§ INFORMATION
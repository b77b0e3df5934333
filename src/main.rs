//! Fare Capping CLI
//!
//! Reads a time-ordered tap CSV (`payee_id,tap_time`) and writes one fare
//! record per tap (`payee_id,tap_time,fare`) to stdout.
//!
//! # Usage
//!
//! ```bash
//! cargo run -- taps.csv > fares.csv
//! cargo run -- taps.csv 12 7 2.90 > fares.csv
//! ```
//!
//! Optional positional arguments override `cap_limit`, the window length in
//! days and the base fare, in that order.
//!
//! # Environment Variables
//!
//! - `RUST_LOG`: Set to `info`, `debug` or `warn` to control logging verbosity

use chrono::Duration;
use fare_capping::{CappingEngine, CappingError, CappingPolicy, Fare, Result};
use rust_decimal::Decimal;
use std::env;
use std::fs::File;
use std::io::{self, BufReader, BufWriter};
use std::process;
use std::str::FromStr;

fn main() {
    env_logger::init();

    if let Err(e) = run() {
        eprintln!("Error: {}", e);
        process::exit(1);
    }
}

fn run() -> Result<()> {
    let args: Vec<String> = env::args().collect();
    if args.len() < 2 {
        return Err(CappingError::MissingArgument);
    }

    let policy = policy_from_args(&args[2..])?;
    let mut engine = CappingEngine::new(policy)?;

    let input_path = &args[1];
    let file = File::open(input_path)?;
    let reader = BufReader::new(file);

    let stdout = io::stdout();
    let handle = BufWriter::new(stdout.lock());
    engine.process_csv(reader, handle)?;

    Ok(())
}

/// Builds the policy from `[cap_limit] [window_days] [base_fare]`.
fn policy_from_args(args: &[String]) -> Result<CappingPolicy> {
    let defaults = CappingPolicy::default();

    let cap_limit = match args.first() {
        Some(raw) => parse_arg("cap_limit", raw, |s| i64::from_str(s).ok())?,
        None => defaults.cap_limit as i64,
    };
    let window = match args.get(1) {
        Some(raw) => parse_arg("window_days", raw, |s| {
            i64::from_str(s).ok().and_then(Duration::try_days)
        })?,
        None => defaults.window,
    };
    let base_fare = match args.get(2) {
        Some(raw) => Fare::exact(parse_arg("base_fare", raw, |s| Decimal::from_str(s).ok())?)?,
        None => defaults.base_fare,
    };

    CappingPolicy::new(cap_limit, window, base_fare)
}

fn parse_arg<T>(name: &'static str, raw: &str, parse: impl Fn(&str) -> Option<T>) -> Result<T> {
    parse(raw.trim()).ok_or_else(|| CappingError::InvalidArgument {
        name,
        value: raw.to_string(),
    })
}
---
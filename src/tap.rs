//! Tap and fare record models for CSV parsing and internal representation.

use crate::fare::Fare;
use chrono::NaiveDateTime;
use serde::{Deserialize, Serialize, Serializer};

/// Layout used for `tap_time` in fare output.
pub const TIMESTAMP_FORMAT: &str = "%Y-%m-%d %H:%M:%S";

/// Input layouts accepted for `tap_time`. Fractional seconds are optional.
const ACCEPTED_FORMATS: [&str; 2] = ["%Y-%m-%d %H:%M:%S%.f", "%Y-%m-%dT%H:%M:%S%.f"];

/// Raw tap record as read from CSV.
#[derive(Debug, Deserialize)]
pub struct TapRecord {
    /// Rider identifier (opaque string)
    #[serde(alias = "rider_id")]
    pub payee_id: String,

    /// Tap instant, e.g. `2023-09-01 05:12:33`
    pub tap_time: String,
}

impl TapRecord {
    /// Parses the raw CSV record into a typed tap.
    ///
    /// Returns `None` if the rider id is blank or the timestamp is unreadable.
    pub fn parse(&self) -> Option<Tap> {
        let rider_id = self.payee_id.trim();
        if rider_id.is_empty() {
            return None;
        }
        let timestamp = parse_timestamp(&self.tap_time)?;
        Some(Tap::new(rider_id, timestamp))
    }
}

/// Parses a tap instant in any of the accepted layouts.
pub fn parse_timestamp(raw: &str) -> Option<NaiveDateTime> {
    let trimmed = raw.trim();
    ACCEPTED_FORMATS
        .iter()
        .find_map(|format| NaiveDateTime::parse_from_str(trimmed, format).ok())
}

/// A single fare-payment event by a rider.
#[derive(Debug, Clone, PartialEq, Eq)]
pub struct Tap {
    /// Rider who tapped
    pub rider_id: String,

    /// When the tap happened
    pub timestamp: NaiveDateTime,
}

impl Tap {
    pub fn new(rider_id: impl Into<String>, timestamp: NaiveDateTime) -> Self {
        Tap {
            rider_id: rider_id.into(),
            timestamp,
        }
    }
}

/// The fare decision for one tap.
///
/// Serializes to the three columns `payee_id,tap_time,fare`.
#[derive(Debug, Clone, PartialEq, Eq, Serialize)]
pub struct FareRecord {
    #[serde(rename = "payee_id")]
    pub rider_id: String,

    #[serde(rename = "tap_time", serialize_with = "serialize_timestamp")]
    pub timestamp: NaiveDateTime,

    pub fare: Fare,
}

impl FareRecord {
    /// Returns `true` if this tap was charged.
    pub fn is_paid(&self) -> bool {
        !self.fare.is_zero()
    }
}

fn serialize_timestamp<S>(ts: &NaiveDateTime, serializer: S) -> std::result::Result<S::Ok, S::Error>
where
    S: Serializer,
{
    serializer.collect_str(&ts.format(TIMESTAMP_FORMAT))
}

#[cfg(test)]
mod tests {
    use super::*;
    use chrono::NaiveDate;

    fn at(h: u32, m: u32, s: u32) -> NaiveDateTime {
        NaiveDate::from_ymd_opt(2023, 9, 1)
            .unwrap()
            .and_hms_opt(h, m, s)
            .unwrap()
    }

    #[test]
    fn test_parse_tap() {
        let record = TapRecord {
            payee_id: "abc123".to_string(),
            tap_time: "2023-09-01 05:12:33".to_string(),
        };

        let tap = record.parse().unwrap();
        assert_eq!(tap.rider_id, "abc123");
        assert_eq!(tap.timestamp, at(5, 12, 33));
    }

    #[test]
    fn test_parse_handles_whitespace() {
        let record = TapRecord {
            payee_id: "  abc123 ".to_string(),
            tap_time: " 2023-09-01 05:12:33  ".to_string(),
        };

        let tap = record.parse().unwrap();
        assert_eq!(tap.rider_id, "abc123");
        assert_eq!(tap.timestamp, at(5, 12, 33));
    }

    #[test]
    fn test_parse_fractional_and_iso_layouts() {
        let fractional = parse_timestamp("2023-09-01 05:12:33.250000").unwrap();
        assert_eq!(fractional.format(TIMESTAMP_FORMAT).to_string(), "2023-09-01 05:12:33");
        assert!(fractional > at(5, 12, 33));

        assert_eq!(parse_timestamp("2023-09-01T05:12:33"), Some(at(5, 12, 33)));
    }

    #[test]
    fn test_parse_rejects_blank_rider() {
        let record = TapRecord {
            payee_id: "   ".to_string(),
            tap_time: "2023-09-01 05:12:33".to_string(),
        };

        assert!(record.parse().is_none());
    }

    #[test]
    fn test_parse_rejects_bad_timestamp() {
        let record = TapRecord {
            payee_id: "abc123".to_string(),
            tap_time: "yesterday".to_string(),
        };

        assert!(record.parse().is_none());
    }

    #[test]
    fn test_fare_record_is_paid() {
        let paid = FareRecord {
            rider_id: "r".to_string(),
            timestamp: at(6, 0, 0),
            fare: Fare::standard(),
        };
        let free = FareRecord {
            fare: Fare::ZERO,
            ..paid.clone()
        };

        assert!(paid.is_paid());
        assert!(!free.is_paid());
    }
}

§ THE TASK
Among the entries above, the lines between the ones containing "repository b77b0e3df5934333" and "use std::fs::File;", inclusive, are to be transcribed exactly. No other line is to be given.

§ ANSWER TO THIS EXERCISE
repository b77b0e3df5934333
filename src/main.rs
//! Fare Capping CLI
//!
//! Reads a time-ordered tap CSV (`payee_id,tap_time`) and writes one fare
//! record per tap (`payee_id,tap_time,fare`) to stdout.
//!
//! # Usage
//!
//! ```bash
//! cargo run -- taps.csv > fares.csv
//! cargo run -- taps.csv 12 7 2.90 > fares.csv
//! ```
//!
//! Optional positional arguments override `cap_limit`, the window length in
//! days and the base fare, in that order.
//!
//! # Environment Variables
//!
//! - `RUST_LOG`: Set to `info`, `debug` or `warn` to control logging verbosity

use chrono::Duration;
use fare_capping::{CappingEngine, CappingError, CappingPolicy, Fare, Result};
use rust_decimal::Decimal;
use std::env;
use std::fs::File;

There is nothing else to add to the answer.